Odes to Anatomies

Wendy Trusler

A Space Windows

September 10 – October 16, 2004


My work is rooted in autobiography and weighted in themes of memory and mortality. I am fascinated by different methods of coding memory, the role language plays in coding, and the ways stories, recollections and histories are woven into the everyday and organized into history. I use a wide array of materials to code memory creating a personal archaeology that considers the relation of artifact to artwork, and that addresses the stories occupying the spaces in between.

My practice includes and often combines mixed-media painting, sculpture and installation. Collecting, sorting and filing are central to my process of coding memory and to the development of each work made in relation to an installation. I have no preferred material though I do tend to gravitate to relics for reasons that are partly aesthetic, partly ecological. Found objects and photographs, natural matter and industrial discards are reclaimed and integrated into my work as grounds, souvenirs, artifacts.
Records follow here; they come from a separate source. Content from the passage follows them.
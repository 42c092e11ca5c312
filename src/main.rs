use folio::configuration::get_configuration;
use folio::startup::build;
use folio::telemetry::{get_subscriber, init_subscriber};

#[tokio::main]
async fn main() -> Result<(), anyhow::Error> {
    let subscriber = get_subscriber("folio".into(), "info".into(), std::io::stdout);
    init_subscriber(subscriber);

    let config = get_configuration()?;
    let app = build(config)?;
    app.run().await?;

    Ok(())
}
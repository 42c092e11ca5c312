//! src/email/brevo/mod.rs
mod contact;
pub use contact::{ContactOutcome, ContactsClient, CreateContact, CreateContactBuilder};
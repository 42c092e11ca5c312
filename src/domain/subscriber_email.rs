//! src/domain/subscriber_email.rs
#[derive(thiserror::Error, Debug)]
pub enum Error {
    #[error("Empty email")]
    Empty,
}

/// An address as typed into the sign-up form.
///
/// Only blank input is refused here. Whether the address is well formed is
/// for Brevo to decide.
#[derive(Debug, Clone)]
pub struct SubscriberEmail(String);

impl SubscriberEmail {
    pub fn parse(s: String) -> Result<Self, Error> {
        if s.trim().is_empty() {
            return Err(Error::Empty);
        }

        Ok(Self(s))
    }
}

impl AsRef<str> for SubscriberEmail {
    fn as_ref(&self) -> &str {
        &self.0
    }
}

impl std::fmt::Display for SubscriberEmail {
    fn fmt(&self, f: &mut std::fmt::Formatter<'_>) -> std::fmt::Result {
        write!(f, "{}", self.as_ref())
    }
}
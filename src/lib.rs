pub mod configuration;
pub mod domain;
pub mod email;
pub mod newsletter;
pub mod routes;
pub mod startup;
pub mod telemetry;
//! Web app manifest (`manifest.json`).

use reelsite_core::{Content, DesignSystem};
use serde::Serialize;

/// PWA metadata for the generated site.
#[derive(Debug, Clone, Serialize)]
pub struct WebManifest {
    pub name: String,
    pub short_name: String,
    pub description: String,
    pub start_url: String,
    pub display: String,
    pub background_color: String,
    pub theme_color: String,
    pub icons: Vec<ManifestIcon>,
}

#[derive(Debug, Clone, Serialize)]
pub struct ManifestIcon {
    pub src: String,
    pub sizes: String,
    #[serde(rename = "type")]
    pub mime_type: String,
}

impl WebManifest {
    /// Build the manifest from site copy and the design palette.
    #[must_use]
    pub fn new(content: &Content, design: &DesignSystem) -> Self {
        Self {
            name: content.site_name.clone(),
            short_name: content.site_name.clone(),
            description: format!("{} - Social Casino Games", content.site_name),
            start_url: "/".to_string(),
            display: "standalone".to_string(),
            background_color: design.colors.background.clone(),
            theme_color: design.colors.primary.clone(),
            icons: vec![ManifestIcon {
                src: "images/favicon.ico".to_string(),
                sizes: "32x32".to_string(),
                mime_type: "image/x-icon".to_string(),
            }],
        }
    }

    /// Serialize to pretty-printed JSON.
    pub fn to_json(&self) -> serde_json::Result<String> {
        serde_json::to_string_pretty(self)
    }
}
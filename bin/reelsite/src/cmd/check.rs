//! Check command - validate configuration and site input

use std::{collections::HashMap, path::Path};

use color_eyre::eyre::{Result, bail};
use reelsite_core::{Config, SiteInput, is_valid_slug};

/// Validation result.
#[derive(Debug, Default)]
struct ValidationResult {
    errors: Vec<String>,
    warnings: Vec<String>,
}

impl ValidationResult {
    fn add_error(&mut self, msg: impl Into<String>) {
        self.errors.push(msg.into());
    }

    fn add_warning(&mut self, msg: impl Into<String>) {
        self.warnings.push(msg.into());
    }

    fn has_errors(&self) -> bool {
        !self.errors.is_empty()
    }

    fn has_warnings(&self) -> bool {
        !self.warnings.is_empty()
    }
}

/// Run the check command.
///
/// Validates the configuration and the site input file.
pub fn run(config_path: &Path, input_path: &Path, strict: bool) -> Result<()> {
    tracing::info!(?config_path, ?input_path, strict, "Checking configuration and site input");

    let mut result = ValidationResult::default();

    println!("Checking configuration...");
    match Config::load_with_env(config_path) {
        Ok(_) if !config_path.exists() => {
            println!("  ✓ No configuration file, defaults apply");
        }
        Ok(_) => println!("  ✓ Configuration valid"),
        Err(e) => {
            result.add_error(format!("Configuration error: {e}"));
            println!("  ✗ Configuration invalid: {e}");
        }
    }

    println!("\nChecking site input...");
    match SiteInput::load(input_path) {
        Ok(input) => {
            println!(
                "  ✓ Loaded \"{}\" with {} game(s)",
                input.content.site_name,
                input.games.len()
            );
            validate_input(&input, &mut result);
        }
        Err(e) => {
            result.add_error(format!("Site input error: {e}"));
            println!("  ✗ Site input invalid: {e}");
        }
    }

    println!();
    println!("Summary:");
    println!("  Errors:   {}", result.errors.len());
    println!("  Warnings: {}", result.warnings.len());

    if result.has_errors() {
        println!();
        println!("Errors:");
        for err in &result.errors {
            println!("  ✗ {err}");
        }
    }

    if result.has_warnings() {
        println!();
        println!("Warnings:");
        for warn in &result.warnings {
            println!("  ⚠ {warn}");
        }
    }

    if result.has_errors() {
        bail!("Validation failed with {} error(s)", result.errors.len());
    }

    if strict && result.has_warnings() {
        bail!(
            "Validation failed with {} warning(s) (strict mode)",
            result.warnings.len()
        );
    }

    println!();
    println!("✓ All checks passed");

    Ok(())
}

/// Quick validation for the build command.
///
/// Fails on any error and returns the warnings otherwise.
pub fn quick_validate(input: &SiteInput) -> Result<Vec<String>> {
    let mut result = ValidationResult::default();
    validate_input(input, &mut result);

    if result.has_errors() {
        for err in &result.errors {
            println!("  ✗ {err}");
        }
        bail!("Site input has {} error(s)", result.errors.len());
    }

    Ok(result.warnings)
}

fn validate_input(input: &SiteInput, result: &mut ValidationResult) {
    if input.content.site_name.trim().is_empty() {
        result.add_error("content.site_name is empty");
    }

    if input.games.is_empty() {
        result.add_warning("No games: the games page and sliders will be empty");
    }

    let mut slugs: HashMap<&str, &str> = HashMap::new();
    let mut ids: HashMap<&str, usize> = HashMap::new();
    for game in &input.games {
        if !is_valid_slug(&game.slug) {
            result.add_error(format!(
                "Game {} ({}) has no usable slug: {:?}",
                game.id, game.name, game.slug
            ));
        } else if let Some(other) = slugs.insert(game.slug.as_str(), game.name.as_str()) {
            result.add_error(format!(
                "Duplicate slug \"{}\" for \"{}\" and \"{}\": pages would overwrite each other",
                game.slug, other, game.name
            ));
        }

        *ids.entry(game.id.as_str()).or_default() += 1;

        if game.demo_url.trim().is_empty() {
            result.add_warning(format!("Game \"{}\" has no demo URL", game.name));
        }
        if game.thumbnail_src().trim().is_empty() {
            result.add_warning(format!("Game \"{}\" has no thumbnail", game.name));
        }
    }

    let mut duplicated: Vec<_> = ids.into_iter().filter(|(_, n)| *n > 1).collect();
    duplicated.sort_unstable();
    for (id, n) in duplicated {
        result.add_warning(format!(
            "Game id \"{id}\" appears {n} times; similar-game matching uses ids"
        ));
    }

    for (label, url) in [
        ("images.hero_url", &input.images.hero_url),
        ("images.favicon_url", &input.images.favicon_url),
    ] {
        match url.as_deref() {
            None | Some("") => result.add_warning(format!("{label} not set")),
            Some(u) if !(u.starts_with("http://") || u.starts_with("https://")) => {
                result.add_warning(format!("{label} is not an http(s) URL: {u}"));
            }
            Some(_) => {}
        }
    }
}
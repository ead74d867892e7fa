//! Robots.txt generation.
//!
//! Generates the robots.txt file for search engine crawlers.

use std::fmt::Write as _;

use reelsite_core::Config;

/// Robots.txt generator.
#[derive(Debug)]
pub struct RobotsGenerator<'a> {
    config: &'a Config,
}

impl<'a> RobotsGenerator<'a> {
    /// Create a new robots generator.
    #[must_use]
    pub fn new(config: &'a Config) -> Self {
        Self { config }
    }

    /// Generate robots.txt content.
    #[must_use]
    pub fn generate(&self) -> String {
        let mut out = String::from("User-agent: *\n");

        for path in &self.config.robots.disallow {
            let _ = writeln!(out, "Disallow: {path}");
        }

        for path in &self.config.robots.allow {
            let _ = writeln!(out, "Allow: {path}");
        }

        let _ = writeln!(out, "\nSitemap: {}", self.config.url_for("/sitemap.xml"));
        out
    }
}
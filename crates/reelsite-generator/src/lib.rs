//! reelsite Generator Library
//!
//! Static site generation engine for social casino websites.
//!
//! # Modules
//!
//! - [`template`] - HTML template registry with variable interpolation
//! - [`layout`] - Route to output path and href mapping per deployment type
//! - [`pages`] - Typed page records and game selection
//! - [`html`] - HTML generation from page records
//! - [`css`] - Structured stylesheet seeded from the design system
//! - [`script`] - Client-side script
//! - [`download`] - Remote image downloads
//! - [`xml`] - XML element tree
//! - [`sitemap`] - XML sitemap generation
//! - [`robots`] - robots.txt generation
//! - [`manifest`] - Web app manifest
//! - [`build`] - Build orchestration

pub mod build;
pub mod css;
pub mod download;
pub mod html;
pub mod layout;
pub mod manifest;
pub mod pages;
pub mod robots;
pub mod script;
pub mod sitemap;
pub mod template;
pub mod xml;

pub use build::{BuildError, BuildStats, SkippedDownload, WebsiteBuilder};
pub use download::Downloader;
pub use html::HtmlGenerator;
pub use layout::{Layout, Route};
pub use pages::LegalKind;
pub use robots::RobotsGenerator;
pub use sitemap::SitemapGenerator;
pub use template::{Template, TemplateContext, TemplateRegistry};
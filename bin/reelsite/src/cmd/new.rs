//! New command - scaffold a project directory

use std::{fs, path::Path};

use color_eyre::eyre::{Result, WrapErr, bail};
use reelsite_core::{
    Content, DesignSystem, Game, Images, SiteInput, slugify,
    site::{
        AboutCopy, CallToAction, ContactCopy, Feature, Hero, HomepageCopy, LegalCopy, Pages,
        Section,
    },
};

const CONFIG_FILE: &str = "reelsite.toml";
const INPUT_FILE: &str = "site.json";

const CONFIG_TEMPLATE: &str = r#"# reelsite configuration
# Every key is optional. Environment variables override values, e.g.
# REELSITE__SITE__BASE_URL=https://example.com

[site]
# Public URL used for canonical links, sitemap and robots.txt.
base_url = ""
lang = "en"

[build]
output_dir = "output"
# "standard" writes flat .html files, "traffic_armor" writes <page>.php
# with each game under games/<slug>/index.php.
deployment_type = "standard"
# templates_dir = "templates"

[download]
timeout_secs = 30

[robots]
disallow = ["/admin/", "/private/"]
allow = ["/"]
"#;

/// Run the new command.
///
/// Creates `dir` with a commented config file and a sample site input.
pub fn run(dir: &Path) -> Result<()> {
    tracing::info!(?dir, "Creating new project");

    let config_path = dir.join(CONFIG_FILE);
    let input_path = dir.join(INPUT_FILE);
    for path in [&config_path, &input_path] {
        if path.exists() {
            bail!("{} already exists", path.display());
        }
    }

    fs::create_dir_all(dir).wrap_err("Failed to create project directory")?;
    fs::write(&config_path, CONFIG_TEMPLATE).wrap_err("Failed to write config file")?;

    let json = serde_json::to_string_pretty(&sample_input())
        .wrap_err("Failed to serialize sample site input")?;
    fs::write(&input_path, json).wrap_err("Failed to write sample site input")?;

    tracing::info!(?config_path, ?input_path, "Created new project");
    println!("Created: {}", config_path.display());
    println!("Created: {}", input_path.display());
    println!();
    println!(
        "Next: reelsite --config {} build --input {}",
        config_path.display(),
        input_path.display()
    );

    Ok(())
}

/// A small but complete site input using the default design system.
pub fn sample_input() -> SiteInput {
    let section = |title: &str, content: &str| Section {
        title: title.to_string(),
        content: content.to_string(),
    };

    let content = Content {
        site_name: "Lucky Reels".to_string(),
        site_tagline: Some("Free social slots, just for fun".to_string()),
        pages: Pages {
            homepage: HomepageCopy {
                hero: Hero {
                    headline: "Spin the reels for free".to_string(),
                    subheadline: "Hundreds of social casino games, no deposit required.".to_string(),
                },
                about: section(
                    "About Lucky Reels",
                    "Lucky Reels is a social casino built for entertainment. No real money is ever wagered.",
                ),
                features: vec![
                    Feature {
                        title: "Free to play".to_string(),
                        description: "Every game runs in demo mode.".to_string(),
                    },
                    Feature {
                        title: "Top providers".to_string(),
                        description: "Titles from the studios players love.".to_string(),
                    },
                ],
                cta: CallToAction {
                    text: "Ready to start playing?".to_string(),
                    button: "Browse Games".to_string(),
                },
            },
            about: AboutCopy {
                title: "About Us".to_string(),
                sections: vec![
                    section("Our Mission", "Bring the fun of the casino floor to everyone, for free."),
                    section("Play Responsibly", "Our games are for entertainment only."),
                ],
            },
            legal: LegalCopy::default(),
            contact: ContactCopy::default(),
        },
    };

    let games = [
        ("1", "Golden Pharaoh", "Demo Studio", "slots", Some("96.2%"), Some("High")),
        ("2", "Fruit Frenzy", "Demo Studio", "slots", Some("95.8%"), Some("Low")),
        ("3", "Neon Nights", "Arcade Labs", "slots", None, Some("Medium")),
        ("4", "Royal Blackjack", "Table Works", "table", Some("99.5%"), None),
        ("5", "Diamond Roulette", "Table Works", "table", Some("97.3%"), None),
    ]
    .into_iter()
    .map(|(id, name, provider, category, rtp, volatility)| {
        let slug = slugify(name);
        Game {
            id: id.to_string(),
            name: name.to_string(),
            provider: provider.to_string(),
            category: category.to_string(),
            thumbnail: format!("images/games/{slug}.jpg"),
            local_thumbnail: None,
            demo_url: format!("https://demo.example.com/{slug}"),
            description: format!("{name} by {provider}. Play the free demo."),
            rtp: rtp.map(str::to_string),
            volatility: volatility.map(str::to_string),
            slug,
        }
    })
    .collect();

    SiteInput {
        content,
        design_system: DesignSystem::default(),
        images: Images::default(),
        games,
    }
}

#[cfg(test)]
mod tests {
    use reelsite_core::Config;

    use super::*;

    #[test]
    fn test_scaffold_files_load() {
        let dir = tempfile::tempdir().unwrap();
        let project = dir.path().join("site");
        run(&project).unwrap();

        let config = Config::load(&project.join(CONFIG_FILE)).unwrap();
        assert_eq!(config.build.output_dir, "output");
        assert!(config.build.templates_dir.is_none());

        let input = SiteInput::load(&project.join(INPUT_FILE)).unwrap();
        assert_eq!(input.content.site_name, "Lucky Reels");
        assert_eq!(input.games.len(), 5);
        assert_eq!(input.games[0].slug, "golden-pharaoh");
    }

    #[test]
    fn test_refuses_to_overwrite() {
        let dir = tempfile::tempdir().unwrap();
        run(dir.path()).unwrap();
        assert!(run(dir.path()).is_err());
    }
}
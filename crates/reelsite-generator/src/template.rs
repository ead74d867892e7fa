//! HTML template system for page generation.
//!
//! Templates use `{{ variable }}` interpolation; `{{ variable? }}` renders
//! nothing when the variable is absent. Values inserted with
//! [`TemplateContext::insert`] are HTML-escaped, values inserted with
//! [`TemplateContext::insert_html`] are trusted fragments and go in verbatim.

use std::{
    collections::HashMap,
    fs,
    path::{Path, PathBuf},
};

use thiserror::Error;
use tracing::debug;

/// Template rendering errors.
#[derive(Debug, Error)]
pub enum TemplateError {
    /// Missing required variable.
    #[error("missing required variable `{variable}` in template `{template}`")]
    MissingVariable { template: String, variable: String },

    /// Template not found.
    #[error("template not found: {0}")]
    NotFound(String),

    /// Invalid template syntax.
    #[error("invalid template syntax in `{template}`: {message}")]
    InvalidSyntax { template: String, message: String },

    /// Template file could not be read.
    #[error("failed to load template {path}: {source}")]
    Load {
        path: PathBuf,
        #[source]
        source: std::io::Error,
    },
}

/// Result type for template operations.
pub type Result<T> = std::result::Result<T, TemplateError>;

/// Template context with variables for interpolation.
#[derive(Debug, Clone, Default)]
pub struct TemplateContext {
    variables: HashMap<String, String>,
}

impl TemplateContext {
    /// Create a new empty context.
    #[must_use]
    pub fn new() -> Self {
        Self::default()
    }

    /// Insert a text variable, escaping HTML special characters.
    pub fn insert(&mut self, key: impl Into<String>, value: impl AsRef<str>) {
        self.variables
            .insert(key.into(), escape_html(value.as_ref()));
    }

    /// Insert a pre-rendered HTML fragment verbatim.
    pub fn insert_html(&mut self, key: impl Into<String>, html: impl Into<String>) {
        self.variables.insert(key.into(), html.into());
    }

    /// Builder form of [`insert`](Self::insert).
    #[must_use]
    pub fn with_var(mut self, key: impl Into<String>, value: impl AsRef<str>) -> Self {
        self.insert(key, value);
        self
    }

    /// Builder form of [`insert_html`](Self::insert_html).
    #[must_use]
    pub fn with_html(mut self, key: impl Into<String>, html: impl Into<String>) -> Self {
        self.insert_html(key, html);
        self
    }

    /// Get a variable value as it will be substituted.
    #[must_use]
    pub fn get(&self, key: &str) -> Option<&str> {
        self.variables.get(key).map(String::as_str)
    }

    /// Check if a variable exists.
    #[must_use]
    pub fn contains(&self, key: &str) -> bool {
        self.variables.contains_key(key)
    }
}

/// A named template supporting variable interpolation.
#[derive(Debug, Clone)]
pub struct Template {
    name: String,
    content: String,
}

impl Template {
    /// Create a new template with the given name and content.
    #[must_use]
    pub fn new(name: impl Into<String>, content: impl Into<String>) -> Self {
        Self {
            name: name.into(),
            content: content.into(),
        }
    }

    /// Render the template with the given context.
    pub fn render(&self, context: &TemplateContext) -> Result<String> {
        let mut result = self.content.clone();
        let mut pos = 0;

        while let Some(start) = result[pos..].find("{{") {
            let start = pos + start;
            let end = result[start..]
                .find("}}")
                .ok_or_else(|| TemplateError::InvalidSyntax {
                    template: self.name.clone(),
                    message: "unclosed {{ delimiter".to_string(),
                })?;
            let end = start + end + 2;

            let var_name = result[start + 2..end - 2].trim();

            let (var_name, optional) = match var_name.strip_suffix('?') {
                Some(stripped) => (stripped.trim_end(), true),
                None => (var_name, false),
            };

            if var_name.is_empty() {
                return Err(TemplateError::InvalidSyntax {
                    template: self.name.clone(),
                    message: "empty variable name".to_string(),
                });
            }

            let value = match context.get(var_name) {
                Some(v) => v.to_string(),
                None if optional => String::new(),
                None => {
                    return Err(TemplateError::MissingVariable {
                        template: self.name.clone(),
                        variable: var_name.to_string(),
                    });
                }
            };

            result.replace_range(start..end, &value);
            pos = start + value.len();
        }

        Ok(result)
    }
}

/// Registry of named templates, built once per build.
#[derive(Debug, Clone, Default)]
pub struct TemplateRegistry {
    templates: HashMap<String, Template>,
}

impl TemplateRegistry {
    /// Create a new registry with the built-in templates.
    #[must_use]
    pub fn new() -> Self {
        let mut registry = Self::default();
        registry.register_defaults();
        registry
    }

    fn register_defaults(&mut self) {
        self.register(Template::new("base", DEFAULT_BASE_TEMPLATE));
        self.register(Template::new("home", DEFAULT_HOME_TEMPLATE));
        self.register(Template::new("games", DEFAULT_GAMES_TEMPLATE));
        self.register(Template::new("game", DEFAULT_GAME_TEMPLATE));
        self.register(Template::new("about", DEFAULT_ABOUT_TEMPLATE));
        self.register(Template::new("legal", DEFAULT_LEGAL_TEMPLATE));
        self.register(Template::new("game_card", DEFAULT_GAME_CARD_TEMPLATE));
        self.register(Template::new("game_slider", DEFAULT_GAME_SLIDER_TEMPLATE));
    }

    /// Register a template, replacing any template with the same name.
    pub fn register(&mut self, template: Template) {
        self.templates.insert(template.name.clone(), template);
    }

    /// Override templates with every `<name>.html` file found in `dir`.
    ///
    /// Returns the number of templates loaded.
    pub fn load_dir(&mut self, dir: &Path) -> Result<usize> {
        let load_err = |source| TemplateError::Load {
            path: dir.to_path_buf(),
            source,
        };

        let mut count = 0;
        for entry in fs::read_dir(dir).map_err(load_err)? {
            let path = entry.map_err(load_err)?.path();
            if !path.is_file() || path.extension().is_none_or(|ext| ext != "html") {
                continue;
            }
            let Some(name) = path.file_stem().and_then(|s| s.to_str()) else {
                continue;
            };

            let content = fs::read_to_string(&path).map_err(|source| TemplateError::Load {
                path: path.clone(),
                source,
            })?;
            debug!(name, path = %path.display(), "loaded template override");
            self.register(Template::new(name, content));
            count += 1;
        }

        Ok(count)
    }

    /// Get a template by name.
    #[must_use]
    pub fn get(&self, name: &str) -> Option<&Template> {
        self.templates.get(name)
    }

    /// Render a named template with the given context.
    pub fn render(&self, name: &str, context: &TemplateContext) -> Result<String> {
        let template = self
            .get(name)
            .ok_or_else(|| TemplateError::NotFound(name.to_string()))?;
        template.render(context)
    }
}

/// Escape text for HTML element content and quoted attribute values.
#[must_use]
pub fn escape_html(s: &str) -> String {
    let mut out = String::with_capacity(s.len());
    for c in s.chars() {
        match c {
            '&' => out.push_str("&amp;"),
            '<' => out.push_str("&lt;"),
            '>' => out.push_str("&gt;"),
            '"' => out.push_str("&quot;"),
            '\'' => out.push_str("&#39;"),
            _ => out.push(c),
        }
    }
    out
}

/// Page shell shared by every page.
pub const DEFAULT_BASE_TEMPLATE: &str = r##"<!DOCTYPE html>
<html lang="{{ lang }}">
<head>
    <meta charset="UTF-8">
    <meta name="viewport" content="width=device-width, initial-scale=1.0">
    <title>{{ title }}</title>
    <meta name="description" content="{{ description }}">
    <link rel="canonical" href="{{ canonical_url }}">
    <link rel="icon" href="/images/favicon.ico" type="image/x-icon">
    <link rel="manifest" href="/manifest.json">
    <link rel="preconnect" href="https://fonts.googleapis.com">
    <link rel="preconnect" href="https://fonts.gstatic.com" crossorigin>
    <link href="{{ fonts_url }}" rel="stylesheet">
    <link rel="stylesheet" href="/css/style.css">
</head>
<body class="page-{{ page_class }}">
    <header class="site-header">
        <button class="sidebar-toggle" type="button" aria-label="Open menu" aria-controls="sidebar" aria-expanded="false">
            <span></span><span></span><span></span>
        </button>
        <a href="{{ home_url }}" class="site-logo">{{ site_name }}</a>
        <nav class="top-nav">
            {{ nav_links }}
        </nav>
    </header>
    <aside class="sidebar" id="sidebar">
        <a href="{{ home_url }}" class="sidebar-logo">{{ site_name }}</a>
        <nav class="sidebar-nav">
            {{ nav_links }}
        </nav>
    </aside>
    <div class="sidebar-overlay"></div>
    <main>
        {{ content }}
    </main>
    <footer class="site-footer">
        <div class="footer-container">
            <div class="footer-section">
                <h3>{{ site_name }}</h3>
                <p>{{ tagline }}</p>
            </div>
            <div class="footer-section">
                <h4>Legal</h4>
                {{ legal_links }}
            </div>
            <div class="footer-section">
                <h4>Support</h4>
                {{ support_links }}
            </div>
        </div>
        <div class="footer-bottom">
            <p>&copy; {{ year }} {{ site_name }}. Entertainment only. No real money gambling.</p>
        </div>
    </footer>
    <script src="/js/main.js"></script>
</body>
</html>"##;

/// Home page body.
pub const DEFAULT_HOME_TEMPLATE: &str = r#"<section class="hero">
    <div class="hero-content">
        <h1 class="hero-title">{{ headline }}</h1>
        <p class="hero-subtitle">{{ subheadline }}</p>
        <a href="{{ games_url }}" class="cta-button">{{ cta_button }}</a>
    </div>
    <div class="hero-image">
        <img src="/images/hero.jpg" alt="{{ site_name }}" loading="lazy" data-fallback>
    </div>
</section>
<section class="games-section popular-games">
    <div class="container">
        <h2>Popular Games</h2>
        <div class="games-grid">
            {{ popular_games }}
        </div>
    </div>
</section>
{{ new_games? }}
<section class="about-section">
    <div class="container">
        <h2>{{ about_title }}</h2>
        <p>{{ about_content }}</p>
    </div>
</section>
{{ features? }}
<section class="cta-section">
    <div class="container">
        <h2>{{ cta_text }}</h2>
        <a href="{{ games_url }}" class="cta-button">{{ cta_button }}</a>
    </div>
</section>"#;

/// Games listing body.
pub const DEFAULT_GAMES_TEMPLATE: &str = r#"<section class="page-header">
    <div class="container">
        <h1>{{ title }}</h1>
        <p>{{ intro }}</p>
    </div>
</section>
<section class="games-section">
    <div class="container">
        <ul class="category-list">
            {{ categories }}
        </ul>
        <div class="games-grid">
            {{ games }}
        </div>
    </div>
</section>"#;

/// Single game body.
pub const DEFAULT_GAME_TEMPLATE: &str = r#"<nav class="breadcrumb container" aria-label="Breadcrumb">
    <a href="{{ home_url }}">Home</a> <span>/</span>
    <a href="{{ games_url }}">Games</a> <span>/</span>
    <span>{{ name }}</span>
</nav>
<section class="game-detail">
    <div class="container">
        <h1 class="game-title">{{ name }}</h1>
        <div class="game-frame" id="game-frame">
            {{ player }}
            <button class="fullscreen-toggle" type="button" data-fullscreen-target="game-frame">Fullscreen</button>
        </div>
        <div class="game-info">
            <div class="game-description">
                <h2>About {{ name }}</h2>
                <p>{{ description }}</p>
            </div>
            <table class="game-stats">
                {{ stats }}
            </table>
        </div>
    </div>
</section>
{{ similar_games? }}"#;

/// About page body.
pub const DEFAULT_ABOUT_TEMPLATE: &str = r#"<section class="page-header">
    <div class="container">
        <h1>{{ title }}</h1>
    </div>
</section>
<section class="content-section">
    <div class="container">
        {{ sections }}
    </div>
</section>"#;

/// Legal and contact page body.
pub const DEFAULT_LEGAL_TEMPLATE: &str = r#"<section class="page-header legal-header">
    <div class="container">
        <h1>{{ title }}</h1>
    </div>
</section>
<section class="legal-content legal-{{ kind }}">
    <div class="container">
        {{ body }}
        <p class="legal-updated">Last updated: {{ updated }}</p>
    </div>
</section>"#;

/// One game tile.
pub const DEFAULT_GAME_CARD_TEMPLATE: &str = r#"<div class="game-card" data-category="{{ category }}">
    <a href="{{ url }}" class="game-card-link">
        <img src="{{ thumbnail }}" alt="{{ name }}" loading="lazy" data-fallback>
        <h3>{{ name }}</h3>
        <p class="game-provider">{{ provider }}</p>
    </a>
    <a href="{{ url }}" class="play-button">Play Now</a>
</div>"#;

/// Horizontal slider of game tiles.
pub const DEFAULT_GAME_SLIDER_TEMPLATE: &str = r#"<section class="games-section {{ class }}">
    <div class="container">
        <h2>{{ heading }}</h2>
        <div class="slider" data-slider>
            <button class="slider-prev" type="button" aria-label="Previous">&#10094;</button>
            <div class="slider-track">
                {{ items }}
            </div>
            <button class="slider-next" type="button" aria-label="Next">&#10095;</button>
        </div>
    </div>
</section>"#;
Like old souls, rusty, decrepit remnants, weather-beaten rocks and animal bones seem fitting, willing storytellers.

My use of wax, both as a vehicle for pigment and on its own, is symbolic as a sealant or preserver. As well, I’m drawn to the inherent fragility it evokes. Layering, scraping, carving and burning are among the ways I inscribe and explore memory and the organizing of histories. Related themes of mourning and celebration, loss and renewal are embodied in the surrounds I create for memory to occupy

Inspired by insights into the body as an organ of memory the series of altered anatomy texts that make up Odes to Anatomies depict individuals’ medical histories. A diabetic, a stroke survivor, a cancer victim – each ode endeavours to address memory lost and the ways in which our bodies accommodate, ‘rewire’ and rejuvenate.